P2G: Anggaran pendidikan 2026 turun, guru masih terabaikan
P2G kritik anggaran pendidikan Rp769,1 T di APBN 2026 karena terserap MBG Rp225 T. Kesejahteraan guru stagnan, sekolah rusak masih 60 persen.
Kepala Bidang Advokasi Guru di Perhimpunan Pendidikan dan Guru (P2G), Iman Zanatul Haeri, menyoroti alokasi anggaran pendidikan dalam APBN 2026 yang ditetapkan Rp769,1 triliun. Menurutnya, angka tersebut terlihat besar tetapi tidak sepenuhnya riil karena sebagian besar terserap untuk program Makan Bergizi (MBG) sebesar Rp225 triliun.
“Kalau dikurangi MBG, anggaran pendidikan murni hanya Rp544 triliun. Itu justru lebih rendah dibanding 2024 yang sebesar Rp665 triliun, dan 2025 yang mencapai Rp724 triliun, meskipun kemudian berkurang Rp65 triliun untuk program Bantuan Gizi Nasional (BGN). Artinya, ada penurunan signifikan yang tidak dijelaskan secara rinci,” kata Iman.

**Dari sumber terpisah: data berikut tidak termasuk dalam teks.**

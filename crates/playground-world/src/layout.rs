//! Random feature placement for a fresh world.
//!
//! Obstacle count scales with area (one per 50 000 square units at density
//! 1.0); resource patches are a fixed ratio of that. Sizes and amounts are
//! drawn uniformly from the configured ranges using the caller's seeded
//! RNG, so the same seed always produces the same layout.

use playground_types::{ObstacleId, ResourceId, Vec2};
use rand::Rng;
use serde::Deserialize;
use tracing::info;

use crate::error::WorldError;
use crate::world::World;

/// Square world units per obstacle at density 1.0.
const AREA_PER_OBSTACLE: f64 = 50_000.0;

/// Feature generation parameters.
#[derive(Debug, Clone, Copy, PartialEq, Deserialize)]
pub struct LayoutParams {
    /// Multiplier on the area-derived obstacle count.
    #[serde(default = "default_obstacle_density")]
    pub obstacle_density: f64,
    /// Resource patches per obstacle.
    #[serde(default = "default_resource_ratio")]
    pub resource_ratio: f64,
    /// Obstacle radius range `[min, max]`.
    #[serde(default = "default_obstacle_radius")]
    pub obstacle_radius: (f64, f64),
    /// Obstacle hardness range `[min, max]`.
    #[serde(default = "default_obstacle_hardness")]
    pub obstacle_hardness: (f64, f64),
    /// Resource patch radius range `[min, max]`.
    #[serde(default = "default_resource_radius")]
    pub resource_radius: (f64, f64),
    /// Resource starting energy (and capacity) range `[min, max]`.
    #[serde(default = "default_resource_energy")]
    pub resource_energy: (f64, f64),
    /// Resource regeneration rate range `[min, max]`, per second.
    #[serde(default = "default_resource_regen")]
    pub resource_regen: (f64, f64),
}

impl Default for LayoutParams {
    fn default() -> Self {
        Self {
            obstacle_density: default_obstacle_density(),
            resource_ratio: default_resource_ratio(),
            obstacle_radius: default_obstacle_radius(),
            obstacle_hardness: default_obstacle_hardness(),
            resource_radius: default_resource_radius(),
            resource_energy: default_resource_energy(),
            resource_regen: default_resource_regen(),
        }
    }
}

impl LayoutParams {
    /// Number of obstacles for a world of `area`.
    #[allow(clippy::cast_possible_truncation, clippy::cast_sign_loss)]
    pub fn obstacle_count(&self, area: f64) -> u32 {
        let raw = (area / AREA_PER_OBSTACLE * self.obstacle_density).floor();
        if raw.is_finite() && raw > 0.0 {
            // Saturating cast.
            raw as u32
        } else {
            0
        }
    }

    /// Number of resource patches for `obstacles` obstacles.
    #[allow(clippy::cast_possible_truncation, clippy::cast_sign_loss)]
    pub fn resource_count(&self, obstacles: u32) -> u32 {
        let raw = (f64::from(obstacles) * self.resource_ratio).floor();
        if raw.is_finite() && raw > 0.0 { raw as u32 } else { 0 }
    }
}

/// What [`scatter_features`] placed.
#[derive(Debug, Clone, Default, PartialEq, Eq)]
pub struct Layout {
    /// Obstacles placed, ascending.
    pub obstacles: Vec<ObstacleId>,
    /// Resource nodes placed, ascending.
    pub resources: Vec<ResourceId>,
}

/// Populate `world` with randomly placed obstacles and resource patches.
///
/// Obstacles go anywhere inside the world; resource patches are centered on
/// positions not covered by an obstacle.
///
/// # Errors
///
/// Returns [`WorldError::InvalidFeature`] if a configured range is empty or
/// non-positive where a positive value is required.
pub fn scatter_features<R: Rng + ?Sized>(
    world: &mut World,
    params: &LayoutParams,
    rng: &mut R,
) -> Result<Layout, WorldError> {
    let obstacle_count = params.obstacle_count(world.area());
    let resource_count = params.resource_count(obstacle_count);
    let mut layout = Layout::default();

    for _ in 0..obstacle_count {
        let position = Vec2::new(
            rng.random_range(0.0..=world.width()),
            rng.random_range(0.0..=world.height()),
        );
        let radius = sample(rng, params.obstacle_radius, "obstacle_radius")?;
        let hardness = sample(rng, params.obstacle_hardness, "obstacle_hardness")?;
        layout.obstacles.push(world.add_obstacle(position, radius, hardness)?);
    }

    for _ in 0..resource_count {
        let position = world.random_valid_position(rng, 0.0);
        let radius = sample(rng, params.resource_radius, "resource_radius")?;
        let energy = sample(rng, params.resource_energy, "resource_energy")?;
        let regen = sample(rng, params.resource_regen, "resource_regen")?;
        layout
            .resources
            .push(world.add_resource(position, radius, energy, energy, regen)?);
    }

    info!(
        obstacles = layout.obstacles.len(),
        resources = layout.resources.len(),
        "World features scattered"
    );
    Ok(layout)
}

/// Draw uniformly from `[low, high]`.
fn sample<R: Rng + ?Sized>(rng: &mut R, (low, high): (f64, f64), name: &str) -> Result<f64, WorldError> {
    if !low.is_finite() || !high.is_finite() || low > high {
        return Err(WorldError::InvalidFeature {
            reason: format!("{name} range [{low}, {high}] is empty"),
        });
    }
    Ok(rng.random_range(low..=high))
}

const fn default_obstacle_density() -> f64 {
    1.0
}

const fn default_resource_ratio() -> f64 {
    0.5
}

const fn default_obstacle_radius() -> (f64, f64) {
    (10.0, 30.0)
}

const fn default_obstacle_hardness() -> (f64, f64) {
    (0.5, 1.0)
}

const fn default_resource_radius() -> (f64, f64) {
    (15.0, 40.0)
}

const fn default_resource_energy() -> (f64, f64) {
    (10.0, 50.0)
}

const fn default_resource_regen() -> (f64, f64) {
    (0.1, 0.5)
}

Ia menilai kesejahteraan guru tidak banyak berubah meskipun alokasi anggaran pendidikan terus disebut sebagai yang terbesar. “Kalau dilihat dari porsi untuk guru, kesejahteraannya tidak naik, tetap sekitar Rp300 ribu per bulan. Jadi harapan untuk peningkatan nasib guru masih jauh dari yang diharapkan,” ujarnya.
Iman juga mengkritik keberadaan program MBG yang menurutnya tidak berdampak langsung terhadap peningkatan mutu pendidikan. Ia menyebut justru banyak laporan masalah di lapangan, mulai dari kerepotan administrasi sekolah hingga munculnya edaran soal kewajiban menghabiskan makanan. “Bahkan beredar informasi anak-anak dan guru tidak boleh memposting soal MBG. Ini ironis, karena sekolah jadi terbebani oleh hal-hal non-pendidikan,” tambahnya.

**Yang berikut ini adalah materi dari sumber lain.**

//! End-to-end properties of the tick pipeline.
//!
//! Each test drives a full [`Engine`] through public operations only:
//! determinism under a fixed seed, spatial index consistency, boundary
//! containment, energy accounting, neighbor completeness, and the reference
//! scenarios for an idle agent, a colliding pair and a wall bounce.

#![allow(clippy::unwrap_used)]

use playground_agents::AgentSpawn;
use playground_core::{Engine, SimulationConfig};
use playground_types::{AgentId, AgentKind, EndReason, Event, EventDetails, EventKind, Vec2, Wall};
use playground_world::{SpatialGrid, scatter_features};
use rand::{Rng, SeedableRng};
use rand_chacha::ChaCha8Rng;

/// Below the autonomous foraging threshold: with no food in view the agent
/// picks no waypoint and holds still.
const HOLDING_ENERGY: f64 = 20.0;

const KINDS: [AgentKind; 3] = [AgentKind::Autonomous, AgentKind::Reactive, AgentKind::Wanderer];

fn small_world() -> SimulationConfig {
    let mut config = SimulationConfig::default();
    config.world.width = 200.0;
    config.world.height = 200.0;
    config.world.cell_size = 20.0;
    config.engine.max_steps = 0;
    config.engine.stop_on_extinction = false;
    config
}

/// An engine with scattered features and `count` agents of mixed kinds at
/// random valid positions, all drawn from `seed`.
fn populated(config: SimulationConfig, count: usize, seed: u64) -> Engine {
    let layout = config.world.layout;
    let mut engine = Engine::new(config).unwrap();
    let mut rng = ChaCha8Rng::seed_from_u64(seed);
    scatter_features(engine.world_mut(), &layout, &mut rng).unwrap();
    for (i, kind) in KINDS.iter().cycle().take(count).enumerate() {
        let position = engine.world_mut().random_valid_position(&mut rng, 2.0);
        let velocity = Vec2::new(rng.random_range(-3.0..=3.0), rng.random_range(-3.0..=3.0));
        let spawn = AgentSpawn::new(*kind, position).with_velocity(velocity);
        let id = engine.add_agent(spawn).unwrap();
        assert_eq!(id, AgentId(u64::try_from(i).unwrap().checked_add(1).unwrap()));
    }
    engine
}

fn run_ticks(engine: &mut Engine, ticks: u32) -> Vec<Vec<Event>> {
    (0..ticks).map(|_| engine.step().unwrap()).collect()
}

#[test]
fn same_seed_same_history() {
    let mut a = populated(small_world(), 40, 7);
    let mut b = populated(small_world(), 40, 7);
    assert_eq!(run_ticks(&mut a, 60), run_ticks(&mut b, 60));
    assert_eq!(a.agents(), b.agents());
    assert_eq!(a.world(), b.world());
}

#[test]
fn different_seed_diverges() {
    let mut config = small_world();
    let mut a = populated(config.clone(), 20, 7);
    config.engine.seed = 8;
    let mut b = populated(config, 20, 7);
    run_ticks(&mut a, 30);
    run_ticks(&mut b, 30);
    assert_ne!(a.agents(), b.agents());
}

#[test]
fn parallel_decide_matches_sequential() {
    let mut config = small_world();
    let mut sequential = populated(config.clone(), 30, 11);
    config.engine.run_parallel = true;
    let mut parallel = populated(config, 30, 11);
    assert_eq!(run_ticks(&mut sequential, 40), run_ticks(&mut parallel, 40));
}

#[test]
fn grid_and_bounds_hold_every_tick() {
    let mut engine = populated(small_world(), 60, 3);
    for _ in 0..100 {
        engine.step().unwrap();
        engine.verify().unwrap();
        for agent in engine.agents() {
            assert!((0.0..=200.0).contains(&agent.position.x), "{agent:?}");
            assert!((0.0..=200.0).contains(&agent.position.y), "{agent:?}");
            assert!(agent.energy >= 0.0 && agent.energy <= agent.max_energy);
        }
        assert_eq!(engine.grid_stats().agents, engine.agent_count());
    }
}

#[test]
fn energy_never_rises_without_resources() {
    let mut config = small_world();
    config.world.layout.resource_ratio = 0.0;
    let mut engine = populated(config, 30, 5);
    let mut last: Vec<(AgentId, f64)> = engine.agents().iter().map(|a| (a.id, a.energy)).collect();
    for _ in 0..50 {
        let events = engine.step().unwrap();
        assert!(events.iter().all(|e| e.kind() != EventKind::ResourceConsumed));
        for agent in engine.agents() {
            if let Some((_, before)) = last.iter().find(|(id, _)| *id == agent.id) {
                assert!(agent.energy <= *before, "agent {} gained energy", agent.id);
            }
        }
        last = engine.agents().iter().map(|a| (a.id, a.energy)).collect();
    }
}

#[test]
fn total_energy_never_rises_without_regeneration() {
    let mut config = small_world();
    config.world.resource_regeneration = false;
    let mut engine = populated(config, 30, 5);
    let mut rng = ChaCha8Rng::seed_from_u64(17);
    for _ in 0..4 {
        let position = engine.world_mut().random_valid_position(&mut rng, 2.0);
        engine.world_mut().add_resource(position, 20.0, 40.0, 40.0, 0.5).unwrap();
        let forager = AgentSpawn::new(AgentKind::Autonomous, position).with_energy(HOLDING_ENERGY);
        engine.add_agent(forager).unwrap();
    }

    let total = |engine: &Engine| {
        let agents: f64 = engine.agents().iter().map(|a| a.energy).sum();
        agents + engine.world_stats().resource_energy
    };
    let mut last = total(&engine);
    let mut consumed = 0_usize;
    for _ in 0..80 {
        let events = engine.step().unwrap();
        let eaten = events.iter().filter(|e| e.kind() == EventKind::ResourceConsumed).count();
        consumed = consumed.saturating_add(eaten);
        let now = total(&engine);
        assert!(now <= last + 1e-9, "total energy rose from {last} to {now}");
        last = now;
    }
    assert!(consumed > 0, "no agent ate");
}

#[test]
fn dead_agents_leave_and_are_reported_last() {
    let mut config = small_world();
    config.world.layout.resource_ratio = 0.0;
    let mut engine = Engine::new(config).unwrap();
    for i in 0..5_u32 {
        let spawn = AgentSpawn::new(AgentKind::Reactive, Vec2::new(20.0 + 30.0 * f64::from(i), 100.0))
            .with_energy(0.001 * f64::from(i.checked_add(1).unwrap()));
        engine.add_agent(spawn).unwrap();
    }
    let events = engine.step().unwrap();
    let deaths: Vec<AgentId> = events
        .iter()
        .filter(|e| e.kind() == EventKind::Death)
        .flat_map(|e| e.agents.clone())
        .collect();
    assert_eq!(deaths, (1..=5).map(AgentId).collect::<Vec<_>>());
    assert_eq!(events.last().map(Event::kind), Some(EventKind::Death));
    assert_eq!(engine.agent_count(), 0);
    assert_eq!(engine.grid_stats().agents, 0);
}

#[test]
fn extinction_completes_when_configured() {
    let mut config = small_world();
    config.engine.stop_on_extinction = true;
    let mut engine = Engine::new(config).unwrap();
    engine
        .add_agent(AgentSpawn::new(AgentKind::Wanderer, Vec2::new(100.0, 100.0)).with_energy(0.0001))
        .unwrap();
    let outcome = engine.run().unwrap();
    assert_eq!(outcome.end_reason, EndReason::Extinction);
}

#[test]
fn grid_query_matches_brute_force() {
    let mut rng = ChaCha8Rng::seed_from_u64(17);
    let mut grid = SpatialGrid::new(15.0).unwrap();
    let mut points = Vec::new();
    for raw in 1..=300 {
        let p = Vec2::new(rng.random_range(0.0..=300.0), rng.random_range(0.0..=300.0));
        grid.insert(AgentId(raw), p).unwrap();
        points.push((AgentId(raw), p));
    }
    for _ in 0..50 {
        let center = Vec2::new(rng.random_range(0.0..=300.0), rng.random_range(0.0..=300.0));
        let radius = rng.random_range(0.0..=60.0);
        let expected: Vec<AgentId> = points
            .iter()
            .filter(|(_, p)| p.distance_squared(center) <= radius * radius)
            .map(|(id, _)| *id)
            .collect();
        assert_eq!(grid.query_radius(center, radius, None), expected);
    }
}

#[test]
fn idle_agent_stays_put_and_pays_idle_cost() {
    let mut config = SimulationConfig::default();
    config.world.width = 100.0;
    config.world.height = 100.0;
    config.world.cell_size = 10.0;
    config.engine.time_step = 0.1;
    let idle_rate = config.agents.autonomous.idle_rate;
    let mut engine = Engine::new(config).unwrap();
    let id = engine
        .add_agent(AgentSpawn::new(AgentKind::Autonomous, Vec2::new(50.0, 50.0)).with_energy(HOLDING_ENERGY))
        .unwrap();
    let start = engine.agent(id).unwrap().energy;

    run_ticks(&mut engine, 10);

    let agent = engine.agent(id).unwrap();
    assert!(agent.position.distance(Vec2::new(50.0, 50.0)) < 1e-9);
    let expected = 10.0 * idle_rate * 0.1;
    assert!((start - agent.energy - expected).abs() < 1e-9);
}

#[test]
fn close_pair_collides_once_and_separates() {
    let mut config = SimulationConfig::default();
    config.world.width = 100.0;
    config.world.height = 100.0;
    config.world.cell_size = 10.0;
    config.physics.collision_radius = 2.0;
    let mut engine = Engine::new(config).unwrap();
    let a = engine
        .add_agent(AgentSpawn::new(AgentKind::Autonomous, Vec2::new(50.0, 50.0)).with_energy(HOLDING_ENERGY))
        .unwrap();
    let b = engine
        .add_agent(AgentSpawn::new(AgentKind::Autonomous, Vec2::new(51.0, 50.0)).with_energy(HOLDING_ENERGY))
        .unwrap();

    let events = engine.step().unwrap();

    let collisions: Vec<&Event> = events.iter().filter(|e| e.kind() == EventKind::Collision).collect();
    assert_eq!(collisions.len(), 1);
    assert_eq!(collisions.first().map(|e| e.agents.clone()), Some(vec![a, b]));
    let pa = engine.agent(a).unwrap().position;
    let pb = engine.agent(b).unwrap().position;
    assert!(pa.distance(pb) >= 2.0 - 1e-9);
}

#[test]
fn wall_hit_reflects_and_clamps() {
    let mut config = SimulationConfig::default();
    config.world.width = 100.0;
    config.world.height = 100.0;
    config.world.cell_size = 10.0;
    config.engine.time_step = 1.0;
    let mut engine = Engine::new(config).unwrap();
    let id = engine
        .add_agent(
            AgentSpawn::new(AgentKind::Autonomous, Vec2::new(0.5, 50.0))
                .with_velocity(Vec2::new(-5.0, 0.0))
                .with_energy(HOLDING_ENERGY),
        )
        .unwrap();

    let events = engine.step().unwrap();

    let bounces: Vec<&Event> = events
        .iter()
        .filter(|e| e.kind() == EventKind::BoundaryBounce)
        .collect();
    assert_eq!(bounces.len(), 1);
    assert!(matches!(
        bounces.first().map(|e| &e.details),
        Some(EventDetails::BoundaryBounce { walls, .. }) if walls.as_slice() == [Wall::Left]
    ));
    let agent = engine.agent(id).unwrap();
    assert!(agent.position.x.abs() < f64::EPSILON);
    assert!(agent.velocity.x > 0.0);
}

#[test]
fn step_limit_counts_every_tick() {
    let mut config = small_world();
    config.engine.max_steps = 25;
    let mut engine = populated(config, 10, 2);
    let outcome = engine.run().unwrap();
    assert_eq!(outcome.end_reason, EndReason::StepLimit);
    assert_eq!(outcome.final_tick, 25);
    assert!((engine.elapsed_time() - 2.5).abs() < 1e-9);
}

Ia menegaskan, seharusnya dana sebesar Rp225 triliun bisa dialokasikan untuk kebutuhan yang lebih mendesak, seperti perbaikan sekolah reguler yang kondisinya 60 persen masih rusak, pemberian beasiswa, atau menggratiskan biaya sekolah negeri dan swasta. “Dengan anggaran MBG saja, sekolah di Indonesia bisa gratis sekaligus meningkatkan kesejahteraan guru. Tapi yang dipilih justru program yang menimbulkan banyak persoalan,” ujarnya.
Menurut Iman, kondisi ini menjadi ironi besar dalam pengelolaan anggaran pendidikan. Padahal, Mahkamah Konstitusi (MK) sebelumnya juga menyinggung soal tanggung jawab negara dalam menjamin pendidikan gratis. “Seharusnya ini jadi momentum untuk benar-benar memprioritaskan kualitas pendidikan, bukan sekadar menjalankan program populis,” pungkasnya. (Nesya)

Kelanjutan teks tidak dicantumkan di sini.